Warning: Cover all exposed skin!

It's been 16 days in the making, but I finally found the time to blog about our Annual Colorado Family Vacation 2011.

And let me interrupt myself here by noting that it was sunny there. Given that we haven't seen much sun around these parts since we returned, I think extremely fondly of our vacation...about every two minutes, all day long. Ah...sun...

We had a marvelous time. Really, truly marvelous. Barkernews' parents are beyond generous towards us and indulge us in amazing food, beautiful scenery and free babysitting. They want to do whatever it is we want to do which, of course, is GO OUTSIDE. So in their good natured manner, they bundle themselves up, stomp around in the snow with us and tolerate a sometimes whiny toddler who doesn't understand that wearing sunglasses at 8200ft. is probably a good idea if she doesn't want to go blind before the age of 9. Try explaining this to a 2-year-old. Go on, try. I dare you.

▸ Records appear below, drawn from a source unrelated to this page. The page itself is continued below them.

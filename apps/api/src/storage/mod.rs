// Snapshot store
// Opaque JSON auto-save slots, one per document. The payload is never interpreted.

pub mod handlers;

use std::collections::HashMap;

use async_trait::async_trait;
use chrono::{DateTime, Utc};
use serde::Serialize;
use serde_json::Value;
use tokio::sync::RwLock;
use uuid::Uuid;

use crate::errors::AppError;

#[derive(Debug, Clone, Serialize)]
pub struct Snapshot {
    pub key: String,
    pub payload: Value,
    pub saved_at: DateTime<Utc>,
}

/// Storage key of a document's auto-save slot.
pub fn autosave_key(document_id: Uuid) -> String {
    format!("autosave:{document_id}")
}

// ────────────────────────────────────────────────────────────────────────────
// Trait definition
// ────────────────────────────────────────────────────────────────────────────

/// Key-value store for auto-save payloads. Carried in `AppState` as
/// `Arc<dyn SnapshotStore>` so a persistent backend can replace the in-memory one.
#[async_trait]
pub trait SnapshotStore: Send + Sync {
    /// Stores `payload` under `key`, replacing any previous snapshot.
    async fn put(&self, key: &str, payload: Value) -> Result<Snapshot, AppError>;

    async fn get(&self, key: &str) -> Result<Option<Snapshot>, AppError>;

    async fn delete(&self, key: &str) -> Result<(), AppError>;
}

// ────────────────────────────────────────────────────────────────────────────
// InMemorySnapshotStore
// ────────────────────────────────────────────────────────────────────────────

/// Process-local store. Snapshots are lost on restart.
#[derive(Default)]
pub struct InMemorySnapshotStore {
    slots: RwLock<HashMap<String, Snapshot>>,
}

#[async_trait]
impl SnapshotStore for InMemorySnapshotStore {
    async fn put(&self, key: &str, payload: Value) -> Result<Snapshot, AppError> {
        let snapshot = Snapshot {
            key: key.to_string(),
            payload,
            saved_at: Utc::now(),
        };
        self.slots
            .write()
            .await
            .insert(key.to_string(), snapshot.clone());
        Ok(snapshot)
    }

    async fn get(&self, key: &str) -> Result<Option<Snapshot>, AppError> {
        Ok(self.slots.read().await.get(key).cloned())
    }

    async fn delete(&self, key: &str) -> Result<(), AppError> {
        self.slots.write().await.remove(key);
        Ok(())
    }
}
use axum::{
    extract::{Path, State},
    http::StatusCode,
    Json,
};
use serde_json::Value;
use tracing::debug;
use uuid::Uuid;

use crate::errors::AppError;
use crate::state::AppState;
use crate::storage::{autosave_key, Snapshot};

fn require_document(state: &AppState, id: Uuid) -> Result<(), AppError> {
    if state.editors.contains(id)? {
        Ok(())
    } else {
        Err(AppError::NotFound(format!("Document {id} not found")))
    }
}

/// PUT /api/v1/documents/:id/snapshot
pub async fn handle_put_snapshot(
    State(state): State<AppState>,
    Path(id): Path<Uuid>,
    Json(payload): Json<Value>,
) -> Result<Json<Snapshot>, AppError> {
    require_document(&state, id)?;
    let snapshot = state.snapshots.put(&autosave_key(id), payload).await?;
    debug!(document_id = %id, "Auto-saved");
    Ok(Json(snapshot))
}

/// GET /api/v1/documents/:id/snapshot
pub async fn handle_get_snapshot(
    State(state): State<AppState>,
    Path(id): Path<Uuid>,
) -> Result<Json<Snapshot>, AppError> {
    require_document(&state, id)?;
    let snapshot = state
        .snapshots
        .get(&autosave_key(id))
        .await?
        .ok_or_else(|| AppError::NotFound(format!("No snapshot saved for document {id}")))?;
    Ok(Json(snapshot))
}

/// DELETE /api/v1/documents/:id/snapshot
pub async fn handle_delete_snapshot(
    State(state): State<AppState>,
    Path(id): Path<Uuid>,
) -> Result<StatusCode, AppError> {
    require_document(&state, id)?;
    state.snapshots.delete(&autosave_key(id)).await?;
    Ok(StatusCode::NO_CONTENT)
}
//! Read-only snapshots of an editor, shaped for the browser surface.

use serde::Serialize;
use uuid::Uuid;

use crate::editor::decorations::DecorationView;
use crate::editor::{Editor, EditorError};
use crate::links::rewrite::{rewrite_for_display, DisplayText};
use crate::models::block::{Divider, TextBlock};
use crate::models::document::Background;
use crate::snap::engine::AlignmentGuide;
use crate::snap::overlay::{GridOverlay, LineRequest};

#[derive(Debug, Clone, Serialize)]
pub struct DocumentView {
    pub id: Uuid,
    pub blocks: Vec<TextBlock>,
    pub dividers: Vec<Divider>,
    pub background: Background,
    pub selected: Option<Uuid>,
    pub hovered: Option<Uuid>,
    pub editing: Option<Uuid>,
    pub dragging: Option<Uuid>,
    pub guides_enabled: bool,
    pub decorations: Vec<DecorationView>,
}

#[derive(Debug, Clone, Serialize)]
pub struct OverlayView {
    pub grid: Option<GridOverlay>,
    pub guides: Vec<AlignmentGuide>,
    /// Ready-to-draw lines: grid first, guides on top.
    pub lines: Vec<LineRequest>,
}

#[derive(Debug, Clone, Serialize)]
pub struct BlockDisplay {
    pub block_id: Uuid,
    #[serde(flatten)]
    pub display: DisplayText,
}

impl Editor {
    pub fn view(&self) -> DocumentView {
        let document = self.document();
        DocumentView {
            id: self.id(),
            blocks: document.blocks().to_vec(),
            dividers: document.dividers().to_vec(),
            background: document.background().clone(),
            selected: self.selected(),
            hovered: self.hovered(),
            editing: self.editing(),
            dragging: self.dragging(),
            guides_enabled: self.guides_enabled(),
            decorations: self.decorations.views(document),
        }
    }

    pub fn overlay_view(&self) -> OverlayView {
        let overlay = self.overlay();
        let background = self.document().background();
        OverlayView {
            grid: overlay.grid().copied(),
            guides: overlay.guides().to_vec(),
            lines: overlay.render_requests(background.width, background.height),
        }
    }

    /// Block text with profile URLs replaced by their labels.
    pub fn block_display(&self, id: Uuid) -> Result<BlockDisplay, EditorError> {
        let block = self
            .document()
            .block(id)
            .ok_or(EditorError::BlockNotFound(id))?;
        Ok(BlockDisplay {
            block_id: id,
            display: rewrite_for_display(&block.text),
        })
    }
}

And if you are successful, I will reward you with aforementioned toddler for one whole week. Now, how's that for a prize?

We spent our time sledding, skiing, relaxing, reading lots of books, and attempting to breathe at the ridiculously high altitude where the in-laws live.

After we had done that for a few days, Barkernews and I left them all behind and indulged ourselves in three days in Winter Park, where apparently it was so cold that hell froze over.

You think I'm kidding? I kid not. The thermometer read -20 degrees and the wind speed hovered around 20mph. You can do your own math on the windchill. Barkernews and I toughed it out because we're core like that. Sorta. We had to go in to the lodge every two runs just to re-warm and we kind of skied like shit because we were too cold to get any blood flowing to our legs.

We had fun anyway because NO KID! I mean, really, what more is there to say?

Barkernews and I are die-hard New Year's Eve partiers and so we were asleep by 10pm on the blessed night and spent the next morning laying in bed, watching The Real Housewives of Beverly Hills and debating whether to ski or not. The debate wasn't very lively. We were pretty engrossed in our tv show. I mean, these people have REAL problems. Like, which house should they stay in over the weekend? And which staff should accompany them? And, can their clothing consultant rush over some outfits for this weekend excursion?

In the end, we gave up and went to the hot springs, where we sat for three straight hours. Our favorite pool was 107 degrees. The temperature outside warmed up to a balmy -15. There was a 123 temperature difference between the air hitting my head and my body sitting in the hot spring pool. That's just crazy.

On the third day, God granted us a bit of a reprieve and we skied and skied and skied. We skied until the clock forced us to head back to the airport. We couldn't NOT ski. The upper lifts opened and with them, the lightest, freshest, most beautiful powder you have ever seen. It was fresh tracks over and over and over again.

I freaking love Colorado, even if it is donkey butt cold.

The next day, I faced 16 7th grade students who wanted to be back in school about as much as I did and thought, "24 hours ago, I was skiing beautiful powder in Colorado". It was a tough pill to swallow, but at least I know we'll be back next year. And I can remember the sun. Oh, that bright, bright sun.